The WHAT, is easy to figure out. The muscles get tight, due to a lack of range of motion (RoM) or bad posture….. Fine. But WHY?

It’s the WHY that matters: WHY are those muscle groups tight? WHY are they potionally hypoxic and/or fibrotic? WHY do the Lumbar spinal joints have a reduced RoM? WHY is the diagnosis relevant to this person? and WHY is it so common?

Finding the what and treating it is simple, its figuring out the ‘why’ that makes the treatment last.

The predisposing and maintaining factors, these things will vary from patient to patient, lifestyle, activity levels, work habits, driving patterns. they all add up.

 The illopsoas muscle group, or hip flexors, are actually in front of the spine, attaching from the anterior surfaces of vertebral bodies T12 – L5, and running down to the groin.

 Naturally, based on nothing more than looking at its location, its clear that it will have an impact on the Lumbar spine (LSp). Attachment from T12 to L5 will cause compression of the LSp when that muscle gets tight. For us to understand this a process called muscle shortening needs to be explained…

Have you ever been on the phone for a long period of time, and then you come off the phone, your bicep feels tight, sore and when you straighten your arm it feels as if it’s going to snap? That is adaptive muscle shortening. It’s an energy saving mechanism. When muscles are only ever held in a shortened position, either in resting or actively, they shorten. This happens in the iliopsoas muscle group.

 How? How many hours have you spent sat down today? As a culture we spend all our time sat down, we get in our car to go to work, we then sit at a desk answering emails for 8 hours, we then get in our car to get back home, where we sit on the couch watching Netflix. Some of us occasionally go for a run or go to the gym. But even the more active people still spend way too long sat down, and even when they are active they aren’t engaging the iliopsoas muscle group properly (IT band pain in runners – but let’s save that for another day). It’s something we will struggle to escape in modern society.
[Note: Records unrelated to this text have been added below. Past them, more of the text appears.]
//! Runs a component in a companion process behind the same call surface.
//!
//! [`RemoteFmu`] implements [`FmiCalls`](tandem_core::FmiCalls) by sending
//! each call as a request frame and blocking for the reply, so lifecycle
//! rules, drivers, and coupling work unchanged whether a component runs in
//! process or not. The companion side is [`serve`], normally hosting a
//! [`NativeFmu`](tandem_native::NativeFmu) inside the `tandem-companion`
//! binary started by [`Companion::spawn`].
//!
//! The channel carries one call at a time and is never shared between
//! instances.

pub mod codec;
mod companion;
mod error;
mod function;
mod proxy;
mod server;


pub use codec::{MAX_PAYLOAD, ProtocolError};
pub use companion::Companion;
pub use error::RemoteError;
pub use function::{CallbackKind, Function};
pub use proxy::{PipeRemote, RemoteFmu, TcpRemote};
pub use server::{host, serve};
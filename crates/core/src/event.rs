use serde::{Deserialize, Serialize};

/// Direction of an event-indicator sign change.
#[derive(Debug, Clone, Copy, PartialEq, Eq, Hash, Serialize, Deserialize)]
#[serde(rename_all = "lowercase")]
pub enum Direction {
    /// Negative to non-negative.
    Rising,
    /// Non-negative to negative.
    Falling,
}

/// One event indicator that changed sign during a step.
#[derive(Debug, Clone, Copy, PartialEq, Eq, Hash, Serialize, Deserialize)]
pub struct Crossing {
    pub index: usize,
    pub direction: Direction,
}

/// What caused an event.
#[derive(Debug, Clone, PartialEq, Eq, Serialize, Deserialize)]
#[serde(tag = "kind", rename_all = "snake_case")]
pub enum EventKind {
    /// The component scheduled the event through `next_event_time`.
    Time,
    /// One or more event indicators changed sign.
    State { roots: Vec<Crossing> },
    /// The component requested event mode after an integrator step.
    Step,
}

/// A handled event, as recorded in the run log.
#[derive(Debug, Clone, PartialEq, Serialize, Deserialize)]
pub struct EventRecord {
    pub time: f64,
    pub kind: EventKind,
}

impl EventRecord {
    #[must_use]
    pub fn new(time: f64, kind: EventKind) -> Self {
        Self { time, kind }
    }
}
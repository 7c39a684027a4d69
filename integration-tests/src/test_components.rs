//! In-process components with known closed-form behavior.
//!
//! Each one implements [`FmiCalls`] directly, so the tests exercise the
//! lifecycle, drivers, coupling, and remoting layers without a native
//! library on disk.

use std::sync::Arc;

use parking_lot::Mutex;
use tandem_core::{
    Causality, Interface, ModelDescription, ScalarVariable, Value, ValueKind, ValueRef, Variability,
};

/// Names of the lifecycle functions a component saw, in call order.
pub type CallLog = Arc<Mutex<Vec<&'static str>>>;

fn variable(
    name: &str,
    kind: ValueKind,
    value_ref: u32,
    causality: Causality,
    variability: Variability,
    start: Option<f64>,
) -> ScalarVariable {
    ScalarVariable {
        name: name.into(),
        kind,
        value_ref: ValueRef(value_ref),
        causality,
        variability,
        initial: None,
        start: start.map(Value::Real),
        unit: None,
        description: None,
    }
}

fn real(name: &str, value_ref: u32, causality: Causality, start: Option<f64>) -> ScalarVariable {
    let variability = match causality {
        Causality::Parameter => Variability::Fixed,
        _ => Variability::Continuous,
    };
    variable(name, ValueKind::Real, value_ref, causality, variability, start)
}

fn interface(id: &str) -> Interface {
    Interface {
        model_identifier: id.into(),
        can_get_and_set_fmu_state: false,
        can_handle_variable_communication_step_size: true,
        needs_execution_tool: false,
    }
}

fn description(name: &str, co_simulation: bool, variables: Vec<ScalarVariable>) -> ModelDescription {
    let interface = interface(name);
    ModelDescription {
        fmi_version: "2.0".into(),
        model_name: name.into(),
        guid: format!("{{{}}}", name.to_lowercase()),
        description: None,
        model_exchange: (!co_simulation).then(|| interface.clone()),
        co_simulation: co_simulation.then_some(interface),
        default_experiment: None,
        variables,
        number_of_continuous_states: 0,
        number_of_event_indicators: 0,
    }
}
 But fear not, ways to overcome this will be given in due course… less drama, more calmer!

 So, we’ve learnt how adaptive muscle shortening occurs, the important of looking a bit more holistically as opposed to a reductionist approach. But how does tight hip flexors equate to a band of tension, aching in the lower back?

 Tight hip flexors make the hips flex, we flex forward …… with me? If the hips remain flexed, as we stand up, the brain does anything it can to make sure that the eyes are on the horizon and level, meaning that we need to generate extension (leaning back) from somewhere to compensate for that hip flexion. The easiest thing to do is to extend the LSp. We already have a slight extension through the LSp as part of our natural curvatures, called a lordosis, what his does is make it deeper, which means more compression through the Lip.

 Which means, apart from make you look like a duck, is approximates the joints of the LSp together. Commonly resulting in a decreased RoM… And we come full circle!

 Tight hip flexors = compressed spine = decrease range of motion = tight back muscles = aching across your lower back.

 Bish, Bash, Bosh

Now, this is obviously quite a simplified story. Very rarely are things this simple: Anatomy, physiology and pathology often complicate this far more than I’d like. But this is a pretty good start to help you understand what might be causing your non-specific lower back pain, and more importantly, to get you to start questioning why it’s happening in the first place. Don’t be satisfied with a practitioner telling you the obvious.